• **RECORDS FOR THE EXERCISE**

:::::

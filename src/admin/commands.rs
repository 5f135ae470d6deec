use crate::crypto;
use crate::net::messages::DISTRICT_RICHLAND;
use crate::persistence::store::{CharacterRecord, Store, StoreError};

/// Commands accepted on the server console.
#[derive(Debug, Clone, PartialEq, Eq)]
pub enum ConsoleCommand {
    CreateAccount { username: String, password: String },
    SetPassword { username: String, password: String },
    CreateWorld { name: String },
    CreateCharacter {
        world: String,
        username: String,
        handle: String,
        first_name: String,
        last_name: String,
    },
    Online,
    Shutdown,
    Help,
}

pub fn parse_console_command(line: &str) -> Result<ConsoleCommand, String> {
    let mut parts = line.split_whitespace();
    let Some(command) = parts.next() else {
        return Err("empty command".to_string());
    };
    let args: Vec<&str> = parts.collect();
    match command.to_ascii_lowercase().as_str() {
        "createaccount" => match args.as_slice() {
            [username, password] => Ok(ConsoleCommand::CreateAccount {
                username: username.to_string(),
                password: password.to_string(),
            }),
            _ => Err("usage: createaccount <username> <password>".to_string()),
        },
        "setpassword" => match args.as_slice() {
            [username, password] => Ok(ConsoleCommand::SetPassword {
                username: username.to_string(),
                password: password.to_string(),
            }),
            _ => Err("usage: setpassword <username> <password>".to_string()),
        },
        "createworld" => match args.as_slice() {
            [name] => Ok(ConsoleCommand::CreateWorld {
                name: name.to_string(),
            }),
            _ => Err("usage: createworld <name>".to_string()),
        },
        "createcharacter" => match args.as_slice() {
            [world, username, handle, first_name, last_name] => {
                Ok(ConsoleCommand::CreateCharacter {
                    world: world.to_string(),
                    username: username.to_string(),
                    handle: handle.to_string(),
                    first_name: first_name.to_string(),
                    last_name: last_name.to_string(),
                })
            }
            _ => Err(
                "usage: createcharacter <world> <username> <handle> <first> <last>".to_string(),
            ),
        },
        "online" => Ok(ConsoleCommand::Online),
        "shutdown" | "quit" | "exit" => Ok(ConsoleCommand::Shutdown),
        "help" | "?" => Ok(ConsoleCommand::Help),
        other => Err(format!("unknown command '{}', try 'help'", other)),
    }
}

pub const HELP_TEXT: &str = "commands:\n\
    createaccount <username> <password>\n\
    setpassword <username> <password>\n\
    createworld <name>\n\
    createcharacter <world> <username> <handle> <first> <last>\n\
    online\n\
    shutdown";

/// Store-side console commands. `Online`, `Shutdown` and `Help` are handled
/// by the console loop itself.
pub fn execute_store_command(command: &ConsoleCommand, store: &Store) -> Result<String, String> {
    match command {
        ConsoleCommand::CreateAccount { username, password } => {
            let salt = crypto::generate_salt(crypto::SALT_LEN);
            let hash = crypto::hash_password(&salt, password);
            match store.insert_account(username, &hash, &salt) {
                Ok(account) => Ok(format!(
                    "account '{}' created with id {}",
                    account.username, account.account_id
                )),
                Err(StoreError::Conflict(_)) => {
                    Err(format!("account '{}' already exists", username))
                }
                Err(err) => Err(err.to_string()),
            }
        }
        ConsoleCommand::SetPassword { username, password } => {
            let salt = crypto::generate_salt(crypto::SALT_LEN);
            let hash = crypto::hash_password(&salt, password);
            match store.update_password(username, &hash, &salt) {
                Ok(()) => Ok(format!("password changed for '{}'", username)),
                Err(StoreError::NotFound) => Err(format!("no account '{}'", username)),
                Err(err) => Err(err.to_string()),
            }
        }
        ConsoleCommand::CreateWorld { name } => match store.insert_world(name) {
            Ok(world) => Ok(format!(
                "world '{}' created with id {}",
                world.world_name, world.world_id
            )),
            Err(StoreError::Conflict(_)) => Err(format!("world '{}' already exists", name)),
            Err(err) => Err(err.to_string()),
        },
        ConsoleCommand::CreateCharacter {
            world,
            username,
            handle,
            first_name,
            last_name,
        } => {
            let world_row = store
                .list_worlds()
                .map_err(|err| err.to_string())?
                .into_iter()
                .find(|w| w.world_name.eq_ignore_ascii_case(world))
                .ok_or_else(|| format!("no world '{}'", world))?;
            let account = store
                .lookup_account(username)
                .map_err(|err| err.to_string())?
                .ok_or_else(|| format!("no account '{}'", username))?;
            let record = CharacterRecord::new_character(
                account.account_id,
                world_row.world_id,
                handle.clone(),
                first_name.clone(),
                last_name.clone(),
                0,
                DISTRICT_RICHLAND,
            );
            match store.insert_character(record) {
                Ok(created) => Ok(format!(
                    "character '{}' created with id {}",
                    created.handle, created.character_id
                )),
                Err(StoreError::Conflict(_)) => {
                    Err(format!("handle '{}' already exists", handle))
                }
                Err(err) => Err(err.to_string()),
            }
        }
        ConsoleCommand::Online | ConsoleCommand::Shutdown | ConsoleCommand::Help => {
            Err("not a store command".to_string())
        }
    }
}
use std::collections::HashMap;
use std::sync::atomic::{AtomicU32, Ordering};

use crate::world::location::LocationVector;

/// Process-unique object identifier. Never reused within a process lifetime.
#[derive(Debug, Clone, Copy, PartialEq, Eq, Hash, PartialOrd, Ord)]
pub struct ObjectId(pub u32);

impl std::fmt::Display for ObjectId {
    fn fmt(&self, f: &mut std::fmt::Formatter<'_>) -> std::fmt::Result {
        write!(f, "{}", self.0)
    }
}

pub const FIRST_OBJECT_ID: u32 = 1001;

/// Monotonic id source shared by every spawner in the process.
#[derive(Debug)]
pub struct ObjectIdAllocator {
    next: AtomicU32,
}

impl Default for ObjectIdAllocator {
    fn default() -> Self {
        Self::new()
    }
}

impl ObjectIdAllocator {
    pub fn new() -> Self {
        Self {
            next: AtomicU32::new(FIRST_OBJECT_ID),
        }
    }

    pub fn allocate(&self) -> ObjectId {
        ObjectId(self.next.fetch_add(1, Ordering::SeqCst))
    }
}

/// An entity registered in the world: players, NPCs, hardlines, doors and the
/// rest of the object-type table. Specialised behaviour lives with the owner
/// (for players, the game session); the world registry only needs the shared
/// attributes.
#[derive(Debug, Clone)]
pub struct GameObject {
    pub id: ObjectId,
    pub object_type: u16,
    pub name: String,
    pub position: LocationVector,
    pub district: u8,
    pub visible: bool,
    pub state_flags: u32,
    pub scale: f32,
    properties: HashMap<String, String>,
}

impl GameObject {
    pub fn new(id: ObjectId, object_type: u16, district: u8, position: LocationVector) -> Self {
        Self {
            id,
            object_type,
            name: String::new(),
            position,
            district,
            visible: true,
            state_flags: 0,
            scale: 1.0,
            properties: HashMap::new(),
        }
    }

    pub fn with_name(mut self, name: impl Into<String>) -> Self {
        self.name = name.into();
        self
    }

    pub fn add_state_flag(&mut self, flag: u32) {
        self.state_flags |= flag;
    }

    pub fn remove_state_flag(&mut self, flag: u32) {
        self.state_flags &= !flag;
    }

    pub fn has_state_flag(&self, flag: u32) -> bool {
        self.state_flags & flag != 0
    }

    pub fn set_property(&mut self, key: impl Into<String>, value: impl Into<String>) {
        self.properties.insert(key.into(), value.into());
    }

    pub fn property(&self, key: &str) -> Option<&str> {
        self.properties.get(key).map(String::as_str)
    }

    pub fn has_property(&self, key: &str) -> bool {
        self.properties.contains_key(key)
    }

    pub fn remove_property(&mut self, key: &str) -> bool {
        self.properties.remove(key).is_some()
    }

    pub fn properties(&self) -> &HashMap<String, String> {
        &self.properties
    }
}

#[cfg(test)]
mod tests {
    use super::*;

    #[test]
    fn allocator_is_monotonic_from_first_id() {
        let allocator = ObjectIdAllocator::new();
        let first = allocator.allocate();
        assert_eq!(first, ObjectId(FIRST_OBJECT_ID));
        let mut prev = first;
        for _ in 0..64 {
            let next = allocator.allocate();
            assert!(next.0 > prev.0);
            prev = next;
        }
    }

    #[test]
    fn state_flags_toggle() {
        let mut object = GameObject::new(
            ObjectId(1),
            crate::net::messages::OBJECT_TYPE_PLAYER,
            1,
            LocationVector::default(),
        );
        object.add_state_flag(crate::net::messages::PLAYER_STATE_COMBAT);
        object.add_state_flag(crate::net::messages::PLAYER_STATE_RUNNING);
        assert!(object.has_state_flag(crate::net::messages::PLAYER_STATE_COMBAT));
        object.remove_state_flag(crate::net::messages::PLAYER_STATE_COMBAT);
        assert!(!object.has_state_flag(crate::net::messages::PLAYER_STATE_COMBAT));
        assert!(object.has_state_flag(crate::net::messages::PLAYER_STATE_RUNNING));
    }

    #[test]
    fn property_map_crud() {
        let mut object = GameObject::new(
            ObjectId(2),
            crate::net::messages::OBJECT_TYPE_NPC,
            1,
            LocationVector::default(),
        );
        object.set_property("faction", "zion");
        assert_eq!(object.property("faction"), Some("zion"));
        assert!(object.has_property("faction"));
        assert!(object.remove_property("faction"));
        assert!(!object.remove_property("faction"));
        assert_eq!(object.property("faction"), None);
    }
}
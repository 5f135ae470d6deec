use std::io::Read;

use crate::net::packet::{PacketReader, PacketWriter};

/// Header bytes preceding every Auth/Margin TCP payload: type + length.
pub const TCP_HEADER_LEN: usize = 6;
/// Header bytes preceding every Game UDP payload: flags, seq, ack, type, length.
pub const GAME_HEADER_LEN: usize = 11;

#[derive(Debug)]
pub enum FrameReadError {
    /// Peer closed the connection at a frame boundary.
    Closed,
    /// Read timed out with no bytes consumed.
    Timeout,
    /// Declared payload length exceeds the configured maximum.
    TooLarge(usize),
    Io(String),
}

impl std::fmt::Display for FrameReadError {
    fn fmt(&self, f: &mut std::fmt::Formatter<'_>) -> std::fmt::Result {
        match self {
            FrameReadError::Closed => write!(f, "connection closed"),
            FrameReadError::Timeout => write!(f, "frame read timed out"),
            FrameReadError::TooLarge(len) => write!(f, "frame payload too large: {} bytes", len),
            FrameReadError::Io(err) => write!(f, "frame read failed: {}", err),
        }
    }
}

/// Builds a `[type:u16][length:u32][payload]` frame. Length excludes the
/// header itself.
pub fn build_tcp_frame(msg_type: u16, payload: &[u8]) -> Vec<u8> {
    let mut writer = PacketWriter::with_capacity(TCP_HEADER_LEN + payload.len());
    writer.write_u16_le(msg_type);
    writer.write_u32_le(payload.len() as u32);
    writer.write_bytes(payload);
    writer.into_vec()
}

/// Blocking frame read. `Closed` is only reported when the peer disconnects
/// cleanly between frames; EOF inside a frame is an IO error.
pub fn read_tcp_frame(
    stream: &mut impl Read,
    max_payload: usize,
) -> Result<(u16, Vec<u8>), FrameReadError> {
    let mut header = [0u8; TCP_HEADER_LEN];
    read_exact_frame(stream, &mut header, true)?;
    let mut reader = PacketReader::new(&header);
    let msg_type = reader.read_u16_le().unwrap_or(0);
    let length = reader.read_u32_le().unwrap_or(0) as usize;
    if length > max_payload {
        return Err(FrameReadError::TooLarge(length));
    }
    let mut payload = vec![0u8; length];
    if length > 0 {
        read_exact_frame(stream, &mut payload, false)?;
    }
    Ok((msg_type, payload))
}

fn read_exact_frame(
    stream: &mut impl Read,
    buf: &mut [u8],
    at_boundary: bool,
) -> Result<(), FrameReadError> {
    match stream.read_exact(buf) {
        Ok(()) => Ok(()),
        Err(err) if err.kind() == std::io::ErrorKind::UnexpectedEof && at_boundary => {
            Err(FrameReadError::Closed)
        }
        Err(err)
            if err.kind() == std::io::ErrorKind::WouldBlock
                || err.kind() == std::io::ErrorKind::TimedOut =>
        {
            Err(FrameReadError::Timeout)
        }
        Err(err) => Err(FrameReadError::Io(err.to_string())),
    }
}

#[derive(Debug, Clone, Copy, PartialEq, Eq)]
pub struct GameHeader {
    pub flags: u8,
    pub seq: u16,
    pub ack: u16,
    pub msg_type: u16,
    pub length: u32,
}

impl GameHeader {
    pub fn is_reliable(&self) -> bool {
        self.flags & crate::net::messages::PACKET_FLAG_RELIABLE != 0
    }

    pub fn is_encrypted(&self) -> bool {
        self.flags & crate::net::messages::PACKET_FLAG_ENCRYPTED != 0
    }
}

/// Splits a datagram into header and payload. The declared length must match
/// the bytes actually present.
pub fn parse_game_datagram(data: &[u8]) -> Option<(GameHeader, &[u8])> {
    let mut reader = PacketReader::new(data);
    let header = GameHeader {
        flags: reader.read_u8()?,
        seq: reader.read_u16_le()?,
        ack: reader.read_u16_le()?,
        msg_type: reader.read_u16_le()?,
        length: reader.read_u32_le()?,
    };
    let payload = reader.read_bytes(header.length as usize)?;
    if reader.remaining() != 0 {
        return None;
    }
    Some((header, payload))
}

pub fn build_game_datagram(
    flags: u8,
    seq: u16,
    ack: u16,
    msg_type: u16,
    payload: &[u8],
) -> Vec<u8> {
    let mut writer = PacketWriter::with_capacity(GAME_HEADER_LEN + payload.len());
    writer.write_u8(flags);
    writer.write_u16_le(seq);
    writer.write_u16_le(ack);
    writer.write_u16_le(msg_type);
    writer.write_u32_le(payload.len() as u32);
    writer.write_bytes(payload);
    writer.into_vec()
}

:::::

• **PROBLEM TO WORK ON**
Across the entries, how many lines contain the word "Copy"? State that number and nothing else.

• **ANSWER AREA**
2